In our example above, the LHS is
here("data", "workshop_2_data.csv"), and the RHS is
read_csv(). So what this pipeline is doing is first running
here("data", "workshop_2_data.csv") to locate your
file, then put the output of that line of code inside of
read_csv() to actually read in the file. Finally, it will
store the product of all of these operations as an object called
“dataset”, which is what the <- is doing.
To better visualize what it’s doing, let’s see what happens if we run
here("data", "workshop_2_data.csv") by itself:
here("data", "workshop_2_data.csv")
## [1] "C:/Users/franc/OneDrive/Desktop/Github/RWorkshop/data/workshop_2_data.csv"
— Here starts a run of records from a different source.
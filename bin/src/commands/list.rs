//! List command implementation.
//!
//! This module handles listing registered instruments with optional filtering.

use crate::display::format_date;
use anyhow::{Context, Result};
use etftrack_lib::prelude::*;

/// List registered instruments, optionally filtered by a search pattern.
pub(crate) fn list_instruments(settings: &Settings, search: Option<&str>) -> Result<()> {
    let registry = match &settings.registry {
        Some(path) => InstrumentRegistry::from_file(path)
            .with_context(|| format!("Failed to load registry from {}", path.display()))?,
        None => InstrumentRegistry::builtin(),
    };

    let instruments: Vec<_> = match search {
        Some(pattern) => registry.search(pattern),
        None => registry.all().collect(),
    };

    if instruments.is_empty() {
        println!("No instruments found.");
        return Ok(());
    }

    println!("{:<8} {:<32} {:<12}", "CODE", "NAME", "START");
    println!("{}", "-".repeat(54));

    for instrument in &instruments {
        println!(
            "{:<8} {:<32} {:<12}",
            instrument.code(),
            instrument.name(),
            format_date(instrument.start_date())
        );
    }

    println!("\nTotal: {} instruments", instruments.len());
    Ok(())
}
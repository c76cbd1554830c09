//! Tracked instrument definitions.

use chrono::NaiveDate;
use serde::{Deserialize, Serialize};

/// A tracked exchange-traded fund.
///
/// Two instruments are equal when their codes are equal; the display name and
/// start date are descriptive only.
#[derive(Debug, Clone, Serialize, Deserialize)]
pub struct Instrument {
    /// Exchange code (e.g., "0050").
    code: String,
    /// Human-readable name (e.g., "元大台灣50").
    name: String,
    /// Earliest date worth backfilling for this instrument, if it is later
    /// than the globally configured earliest date.
    #[serde(default, skip_serializing_if = "Option::is_none")]
    start_date: Option<NaiveDate>,
}

impl Instrument {
    /// Creates a new instrument.
    #[must_use]
    pub fn new(code: impl Into<String>, name: impl Into<String>) -> Self {
        Self {
            code: code.into(),
            name: name.into(),
            start_date: None,
        }
    }

    /// Sets the per-instrument earliest backfill date.
    #[must_use]
    pub const fn with_start_date(mut self, start_date: NaiveDate) -> Self {
        self.start_date = Some(start_date);
        self
    }

    /// Returns the instrument code.
    #[must_use]
    pub fn code(&self) -> &str {
        &self.code
    }

    /// Returns the human-readable name.
    #[must_use]
    pub fn name(&self) -> &str {
        &self.name
    }

    /// Returns the per-instrument earliest backfill date.
    #[must_use]
    pub const fn start_date(&self) -> Option<NaiveDate> {
        self.start_date
    }

    /// Returns the first date a full backfill should request, given the
    /// globally configured earliest date.
    #[must_use]
    pub fn backfill_start(&self, earliest: NaiveDate) -> NaiveDate {
        self.start_date.map_or(earliest, |start| start.max(earliest))
    }
}

impl PartialEq for Instrument {
    fn eq(&self, other: &Self) -> bool {
        self.code == other.code
    }
}

impl Eq for Instrument {}

impl std::hash::Hash for Instrument {
    fn hash<H: std::hash::Hasher>(&self, state: &mut H) {
        self.code.hash(state);
    }
}

impl std::fmt::Display for Instrument {
    fn fmt(&self, f: &mut std::fmt::Formatter<'_>) -> std::fmt::Result {
        write!(f, "{} ({})", self.name, self.code)
    }
}

#[cfg(test)]
mod tests {
    use super::*;

    #[test]
    fn test_equality_by_code() {
        let a = Instrument::new("0050", "元大台灣50");
        let b = Instrument::new("0050", "Yuanta Taiwan 50");
        let c = Instrument::new("0056", "元大高股息");
        assert_eq!(a, b);
        assert_ne!(a, c);
    }

    #[test]
    fn test_backfill_start() {
        let earliest = NaiveDate::from_ymd_opt(2010, 1, 4).unwrap();
        let late = NaiveDate::from_ymd_opt(2019, 8, 20).unwrap();
        let early = NaiveDate::from_ymd_opt(2003, 6, 30).unwrap();

        assert_eq!(Instrument::new("0050", "x").backfill_start(earliest), earliest);
        assert_eq!(
            Instrument::new("00878", "x")
                .with_start_date(late)
                .backfill_start(earliest),
            late
        );
        assert_eq!(
            Instrument::new("0050", "x")
                .with_start_date(early)
                .backfill_start(earliest),
            earliest
        );
    }

    #[test]
    fn test_deserialize_without_start_date() {
        let instrument: Instrument =
            serde_json::from_str(r#"{"code":"0056","name":"元大高股息"}"#).unwrap();
        assert_eq!(instrument.code(), "0056");
        assert!(instrument.start_date().is_none());
    }
}
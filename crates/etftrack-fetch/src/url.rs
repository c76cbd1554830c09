//! TWSE URL construction.

use chrono::NaiveDate;

/// Default base URL of the Taiwan Stock Exchange website.
pub const DEFAULT_BASE_URL: &str = "https://www.twse.com.tw";

/// Constructs the `STOCK_DAY` URL for one instrument and one calendar month.
///
/// URL format: `{base}/exchangeReport/STOCK_DAY?response=json&date={YYYYMM}01&stockNo={CODE}`.
/// The endpoint ignores the day component and always returns the whole month.
#[must_use]
pub fn stock_day_url(base_url: &str, code: &str, month: NaiveDate) -> String {
    format!(
        "{}/exchangeReport/STOCK_DAY?response=json&date={}01&stockNo={}",
        base_url.trim_end_matches('/'),
        month.format("%Y%m"),
        code
    )
}

#[cfg(test)]
mod tests {
    use super::*;

    #[test]
    fn test_stock_day_url() {
        let month = NaiveDate::from_ymd_opt(2024, 1, 17).unwrap();
        assert_eq!(
            stock_day_url(DEFAULT_BASE_URL, "0050", month),
            "https://www.twse.com.tw/exchangeReport/STOCK_DAY?response=json&date=20240101&stockNo=0050"
        );
    }

    #[test]
    fn test_trailing_slash_in_base() {
        let month = NaiveDate::from_ymd_opt(2023, 12, 1).unwrap();
        assert_eq!(
            stock_day_url("http://localhost:8080/", "00878", month),
            "http://localhost:8080/exchangeReport/STOCK_DAY?response=json&date=20231201&stockNo=00878"
        );
    }
}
Note that your output will, of course, look different than the demo,
depending on where you stored your RProject. Now, copy that output (the
pathway), and put it inside read_csv() like so:
dataset_demo <- read_csv("C:/Users/franc/OneDrive/Desktop/Github/RWorkshop/data/workshop_2_data.csv")
head(dataset_demo, 3)
You should achieve the same results.
Often times, your collaborators (or yourself lol) will have column names that are very human-readable, but annoying to work with when it comes to code. For instance, it’s quite common to use blank space to separate words (e.g. test trial 1), but as discussed in workshop 1, blank spaces are very annoying to work with when you’re trying to reference column names in R.
Take a look at the sample dataset. What do you notice?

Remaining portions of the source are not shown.